Saturday, December 20, 2025

Anthony Naples: Scanners Album Assessment

For a dance music producer, Anthony Naples has all the time made albums with unusually broad attraction—the sort that even your coworker who went to a 4 Tet present as soon as may recognize. Every LP has some form of unifying theme or inspiration, like ’90s downtempo on Orbs, nighttime radio on Fog FM, or the stunning inclusion of dwell devices on Chameleon, an experiment in writing music, reasonably than producing it. Scanners stands out for its lack of context or backstory. Even the accompanying observe on Bandcamp merely says that it options “ten new songs.” The New York artist’s sixth album is his most simple but: ten new songs certainly, exploring a delicate and spacious tackle dance music with polished surfaces and simply the correct amount of melody. No experiments, no interludes, no left turns, but it really works from entrance to again almost in addition to any of his extra artsy data.
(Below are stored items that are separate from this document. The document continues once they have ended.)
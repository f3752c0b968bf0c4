//! Error definitions for the expander and NVM drivers.

/// Malformed SPI reply from the NVM device.
#[cfg_attr(feature = "defmt", derive(defmt::Format))]
#[derive(Clone, Copy, Debug, Eq, PartialEq)]
pub enum ProtocolError {
    /// Fewer bytes came back than the framing needs.
    ShortResponse { expected: usize, actual: usize },
    /// More words requested than one transaction frame can carry.
    TooManyWords { requested: usize, max: usize },
}

#[cfg_attr(feature = "defmt", derive(defmt::Format))]
#[derive(Debug)]
pub enum Error<BusError> {
    /// Underlying I2C/SPI transaction failed.
    Bus(BusError),
    /// The bus could not be opened or claimed.
    BusUnavailable,
    /// The bus handle has been released.
    BusClosed,
    /// Output writes refused until `init_device` succeeds.
    NotInitialized,
    /// A readback after a write disagreed with the written value.
    VerifyMismatch { register: u8, wrote: u8, read: u8 },
    /// SPI reply could not be decoded.
    Protocol(ProtocolError),
    /// Provided parameter was outside device limits.
    OutOfRange,
}

impl<BusError> From<ProtocolError> for Error<BusError> {
    fn from(e: ProtocolError) -> Self {
        Error::Protocol(e)
    }
}

impl core::fmt::Display for ProtocolError {
    fn fmt(&self, f: &mut core::fmt::Formatter<'_>) -> core::fmt::Result {
        match self {
            ProtocolError::ShortResponse { expected, actual } => {
                write!(f, "SPI response too short: {} bytes, need {}", actual, expected)
            }
            ProtocolError::TooManyWords { requested, max } => {
                write!(f, "{} words requested, at most {} per transaction", requested, max)
            }
        }
    }
}

impl<BusError: core::fmt::Debug> core::fmt::Display for Error<BusError> {
    fn fmt(&self, f: &mut core::fmt::Formatter<'_>) -> core::fmt::Result {
        match self {
            Error::Bus(e) => write!(f, "bus error: {:?}", e),
            Error::BusUnavailable => write!(f, "bus unavailable"),
            Error::BusClosed => write!(f, "bus handle closed"),
            Error::NotInitialized => write!(f, "device not initialized"),
            Error::VerifyMismatch { register, wrote, read } => write!(
                f,
                "verify mismatch at 0x{:02X}: wrote 0x{:02X}, read 0x{:02X}",
                register, wrote, read
            ),
            Error::Protocol(e) => write!(f, "protocol error: {}", e),
            Error::OutOfRange => write!(f, "parameter out of range"),
        }
    }
}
It’s instructive that Naples makes use of the phrases “songs” reasonably than “tracks.” Scanners is uniform—every monitor has the identical construction and is available in at a median of round six minutes—however Naples approaches all of them with a songwriterly contact, as on the pumping “Evening.” On the floor, “Evening” is nearly tribal home, that almost all useful of subgenres, with a pots-and-pans drum sample that strikes horizontally like a crab scuttling throughout the sand. However there’s a lot extra happening beneath, together with a uneven melody that weaves round dramatic chord stabs, and a liberal software of results that makes the tracks really feel dwell. A texture is all the time altering, the filter envelope is all the time on the transfer. A sound not often stays the identical for various bars in Naples’ music.

Relating to sound, Scanners is one in every of Naples’ supplest data. The tracks really feel unusually roomy; the massive kick drums are EQ’d method down, in order that they principally occupy the bottom frequencies. That leaves the midrange open for squelchy acid-style basslines and clay-putty chords on “Ampere,” or fuzzed-out leads on “Mushy”—which lands someplace between trance and electroclash—or jaunty keyboards on the cutesy “Any person.” That one jogs my memory of previous tracks like “Mad Disrespect” or “Abrazo,” however with a newfound humorousness. There’s a stage of exaggeration in the best way the piano twinkles, stretches, and wobbles that jogs my memory of artists on the traditional minimal label Perlon (say, Markus Nikolai).

The hulking rhythm part, which is Scanners’ most trendy contact, betrays what is definitely a number of the most intricate materials in Naples’ discography. There’s an consideration to element and stylish sound design that feels very late ’00s—once more, Perlon. The opening title monitor sounds rather a lot like Huerco S.’s implausible 2024 mnml throwback LP underneath the alias Loidis—glossy and vaguely iridescent, with a sound that resembles nothing in the actual world but brings to thoughts snatches of luxurious. Assume a cocktail bar, or a darkish, neon-lit lounge, a portal to the dance music universe of the previous when cool, globally influential events occurred on Monday nights within the Meatpacking District as an alternative of warehouses in Maspeth and Ridgewood. From the quirky piano on “Any person” to the punchy, minimalist home of “Compact,” this music will both learn as timeless or retro, relying on how lengthy you’ve been within the sport. Both method, it hits.